O episódio que agora vou relatar aconteceu por volta de 1986. Um ano antes José Sarney era empossado presidente da República, sucedendo o general João Batista Figueiredo. A eleição indireta de 1984 fora vencida por Tancredo Neves, que faleceu antes de assumir, em abril de 1985. Sarney, eleito vice, tomou posse, embora o Art. 2o do Ato Institucional nº 16, de 1969, decreto imposto pela ditadura, pudesse ter sido usado como impedimento: “Art. 2° – É declarado vago (…) o cargo de Vice-Presidente (…), ficando suspensa, até a eleição do novo Presidente e Vice-Presidente (…)”. Mas o regime fez vista grossa por simpatia ao Sarney, na transição “lenta, gradual e segura”, pois da maquiada realidade econômica já escorria uma inflação de 239% e uma grave recessão à sua espera! Inábil e inapto como líder e executivo, não seduziu povo e empresários com os planos Cruzado I e II, Bresser e Verão.

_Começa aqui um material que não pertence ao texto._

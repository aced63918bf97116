use super::{missing, require, Credentials, Issued, Protocol, Provider};
use chrono::{DateTime, Utc};
use std::time::Duration;
use tracing::debug;
use vkcc_vault::{Error, Secret, Vault};

/// Issues OAuth2 access tokens from a roleset of the GCP secrets engine.
#[derive(Clone, Debug)]
pub struct GcpProvider {
    path: String,
    roleset: String,
}

#[derive(Clone, Debug, PartialEq, Eq)]
pub struct GcpCredentials {
    pub access_token: String,

    /// The service account the token acts as.
    pub email: String,
    pub project: String,
}

// === impl GcpProvider ===

impl GcpProvider {
    pub fn new(path: impl Into<String>, roleset: impl Into<String>) -> Self {
        Self {
            path: path.into().trim_matches('/').to_string(),
            roleset: roleset.into(),
        }
    }

    fn token_lifetime(secret: &Secret, now: DateTime<Utc>) -> Duration {
        let num = |key: &str| secret.data.get(key).and_then(serde_json::Value::as_i64);
        if let Some(ttl) = num("token_ttl").filter(|ttl| *ttl > 0) {
            return Duration::from_secs(ttl as u64);
        }
        if let Some(expires) = num("expires_at_seconds") {
            let remaining = expires - now.timestamp();
            return Duration::from_secs(remaining.max(0) as u64);
        }
        Duration::from_secs(secret.lease_duration)
    }
}

#[async_trait::async_trait]
impl Provider for GcpProvider {
    fn protocol(&self) -> Protocol {
        Protocol::GcpMetadata
    }

    async fn issue(&self, vault: &dyn Vault) -> Result<Issued, Error> {
        let token_path = format!("{}/token/{}", self.path, self.roleset);
        let token = vault
            .read(&token_path)
            .await?
            .ok_or_else(|| missing(&token_path))?;
        let access_token = require(&token, &token_path, "token")?.to_string();

        let roleset_path = format!("{}/roleset/{}", self.path, self.roleset);
        let roleset = vault
            .read(&roleset_path)
            .await?
            .ok_or_else(|| missing(&roleset_path))?;
        let email = require(&roleset, &roleset_path, "service_account_email")?.to_string();
        let project = require(&roleset, &roleset_path, "project")?.to_string();

        let lease_duration = Self::token_lifetime(&token, Utc::now());
        debug!(path = %token_path, ?lease_duration, %email, "Issued GCP token");
        Ok(Issued {
            credentials: Credentials::Gcp(GcpCredentials {
                access_token,
                email,
                project,
            }),
            lease_duration,
            renewable: false,
        })
    }
}

#[cfg(test)]
mod tests {
    use super::*;
    use chrono::TimeZone;
    use serde_json::json;
    use vkcc_vault::mock::{MockVault, Op};

    fn mk_vault(token: serde_json::Value) -> MockVault {
        let vault = MockVault::new();
        vault.insert("gcp/token/vkcc_gcp_ns_sa", token);
        vault.insert(
            "gcp/roleset/vkcc_gcp_ns_sa",
            json!({
                "secret_type": "access_token",
                "project": "my-project",
                "service_account_email": "vaultvkcc@my-project.iam.gserviceaccount.com",
            }),
        );
        vault
    }

    #[tokio::test]
    async fn issues_token() {
        let vault = mk_vault(json!({
            "token": "ya29.token",
            "token_ttl": 3599,
            "expires_at_seconds": 1_700_003_599i64,
        }));
        let issued = GcpProvider::new("gcp", "vkcc_gcp_ns_sa")
            .issue(&vault)
            .await
            .unwrap();
        assert_eq!(
            issued.credentials,
            Credentials::Gcp(GcpCredentials {
                access_token: "ya29.token".to_string(),
                email: "vaultvkcc@my-project.iam.gserviceaccount.com".to_string(),
                project: "my-project".to_string(),
            })
        );
        assert_eq!(issued.lease_duration, Duration::from_secs(3599));
        assert!(!issued.renewable);
    }

    #[test]
    fn lifetime_from_expiry() {
        let now = Utc.timestamp_opt(1_700_000_000, 0).unwrap();
        let secret = |data: serde_json::Value| Secret {
            lease_duration: 60,
            data: match data {
                serde_json::Value::Object(map) => map,
                _ => unreachable!(),
            },
            ..Secret::default()
        };
        assert_eq!(
            GcpProvider::token_lifetime(&secret(json!({"expires_at_seconds": 1_700_000_600i64})), now),
            Duration::from_secs(600)
        );
        assert_eq!(
            GcpProvider::token_lifetime(&secret(json!({"expires_at_seconds": 1_600_000_000i64})), now),
            Duration::ZERO
        );
        assert_eq!(
            GcpProvider::token_lifetime(&secret(json!({})), now),
            Duration::from_secs(60)
        );
    }

    #[tokio::test]
    async fn missing_roleset() {
        let vault = MockVault::new();
        vault.insert("gcp/token/rs", json!({"token": "t", "token_ttl": 60}));
        let err = GcpProvider::new("gcp", "rs").issue(&vault).await.unwrap_err();
        assert!(err.to_string().contains("gcp/roleset/rs"), "{}", err);

        vault.fail(Op::Read, "gcp/token", 500);
        let err = GcpProvider::new("gcp", "rs").issue(&vault).await.unwrap_err();
        assert_eq!(err.status(), Some(500));
    }
}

A inflação galopava como os cavalos puro-sangue do general Figueiredo no pátio do quartel do III Exército. A frase “a economia vai bem, mas o povo vai mal”, já foi atribuída a outros generais, mas os bastidores creditam-na a outro oficial de altos coturnos, general Golbery do Couto e Silva, o Niccolò Machiavelli de todos os príncipes, deixando ver que a camuflagem da economia estava apodrecendo. Inconformado com a ascensão do general Costa e Silva à presidência, Golbery deixa o governo para assumir a presidência nacional da norte-americana Dow Chemical, a partir de 1968 – apenas quatro anos após o golpe que teve participação decisiva de grandes empresas e serviços de inteligência americanos. Casamento pouco cristão ou “kosher”, celebrado com a bênção de nossa então chamada matriz.

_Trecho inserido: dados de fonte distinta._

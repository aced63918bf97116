//! Issues cloud credentials through Vault's secrets engines.

mod aws;
mod gcp;

pub use self::{
    aws::{AwsCredentials, AwsProvider},
    gcp::{GcpCredentials, GcpProvider},
};
use std::time::Duration;
use vkcc_vault::{Error, Secret, Vault};

/// The local protocol through which credentials are served.
#[derive(Copy, Clone, Debug, PartialEq, Eq)]
pub enum Protocol {
    /// The ECS container credentials endpoint.
    AwsContainer,

    /// The GCE metadata server.
    GcpMetadata,
}

#[derive(Clone, Debug, PartialEq, Eq)]
pub enum Credentials {
    Aws(AwsCredentials),
    Gcp(GcpCredentials),
}

/// Credentials along with how long they remain valid.
#[derive(Clone, Debug, PartialEq, Eq)]
pub struct Issued {
    pub credentials: Credentials,
    pub lease_duration: Duration,
    pub renewable: bool,
}

#[async_trait::async_trait]
pub trait Provider: Send + Sync + 'static {
    fn protocol(&self) -> Protocol;

    /// Issues a fresh set of credentials with the current Vault session.
    async fn issue(&self, vault: &dyn Vault) -> Result<Issued, Error>;
}

/// Returns the string at `key` in the secret's data or fails.
fn require<'s>(secret: &'s Secret, path: &str, key: &str) -> Result<&'s str, Error> {
    secret
        .data_str(key)
        .filter(|v| !v.is_empty())
        .ok_or_else(|| Error::Response {
            path: path.to_string(),
            reason: format!("missing {}", key),
        })
}

fn missing(path: &str) -> Error {
    Error::Response {
        path: path.to_string(),
        reason: "no secret returned".to_string(),
    }
}
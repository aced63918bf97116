use super::{Annotations, Backend, PolicyTemplate};
use anyhow::{Context, Result};
use serde_json::json;
use std::sync::Arc;
use tracing::{debug, warn};
use vkcc_core::gcp::{Bindings, GcpRules, BINDINGS_ANNOTATION, PROJECT_ANNOTATION};
use vkcc_vault::Vault;

const POLICY: &str = include_str!("../../templates/gcp-policy.hcl");

const TOKEN_SCOPES: &[&str] = &["https://www.googleapis.com/auth/cloud-platform"];

/// Grants ServiceAccounts a roleset, bound to resources in a project, through Vault's GCP secrets
/// engine.
pub struct GcpBackend {
    vault: Arc<dyn Vault>,
    policy: PolicyTemplate,
    rules: GcpRules,
}

// === impl GcpBackend ===

impl GcpBackend {
    pub fn new(vault: Arc<dyn Vault>, path: impl Into<String>, rules: GcpRules) -> Result<Self> {
        let path = path.into();
        anyhow::ensure!(!path.is_empty(), "path can't be empty");
        Ok(Self {
            vault,
            policy: PolicyTemplate::new(POLICY, path)?,
            rules,
        })
    }

    fn roleset_path(&self, key: &str) -> String {
        format!("{}/roleset/{}", self.policy.path(), key)
    }
}

#[async_trait::async_trait]
impl Backend for GcpBackend {
    fn name(&self) -> &'static str {
        "gcp"
    }

    fn admit(&self, namespace: &str, name: &str, annotations: &Annotations) -> bool {
        let project = match annotations.get(PROJECT_ANNOTATION) {
            Some(p) if !p.is_empty() => p,
            _ => return false,
        };

        let bindings = annotations
            .get(BINDINGS_ANNOTATION)
            .map(String::as_str)
            .unwrap_or_default();
        if let Err(error) = Bindings::from_yaml(bindings) {
            warn!(%namespace, %name, %error, "Not admitting ServiceAccount with invalid bindings");
            return false;
        }

        match self.rules.allow(namespace, project) {
            Ok(allowed) => {
                debug!(%namespace, %name, %project, allowed, "Evaluated rules");
                allowed
            }
            Err(error) => {
                warn!(%namespace, %name, %project, %error, "Failed to match project against rules");
                false
            }
        }
    }

    async fn write_role(&self, key: &str, annotations: &Annotations) -> Result<()> {
        let project = annotations
            .get(PROJECT_ANNOTATION)
            .with_context(|| format!("missing annotation {}", PROJECT_ANNOTATION))?;
        let bindings = annotations
            .get(BINDINGS_ANNOTATION)
            .with_context(|| format!("missing annotation {}", BINDINGS_ANNOTATION))?;
        let bindings = Bindings::from_yaml(bindings)?;

        let data = json!({
            "secret_type": "access_token",
            "project": project,
            "bindings": bindings.to_hcl(),
            "token_scopes": TOKEN_SCOPES,
        });
        self.vault.write(&self.roleset_path(key), data).await?;
        Ok(())
    }

    async fn delete_role(&self, key: &str) -> Result<()> {
        self.vault.delete(&self.roleset_path(key)).await?;
        Ok(())
    }

    async fn list_roles(&self) -> Result<Vec<String>> {
        let rolesets = self
            .vault
            .list(&format!("{}/roleset", self.policy.path()))
            .await?;
        Ok(rolesets)
    }

    fn render_policy(&self, key: &str) -> Result<String> {
        self.policy.render(key)
    }
}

Certo dia, saindo de um ensaio, eu e o maestro assuntávamos sobre os rumos do país. Como músico, eu ganhava 7 mil cruzeiros, ou 7 milhões, se o Plano Cruzado, um mês antes, não tivesse surrupiado três zeros do salário. O dinheiro era o mesmo, mas os milhões fascinavam, apesar de os zeros nada valerem. Foi quando ele fez uma afirmação meio surreal, coisa que eu não repetiria, sou inveterado otimista. Fitou-me e afirmou, com o humor sério e cáustico de sempre: “Nunca vi um país fechar, mas sempre pode haver uma primeira vez”.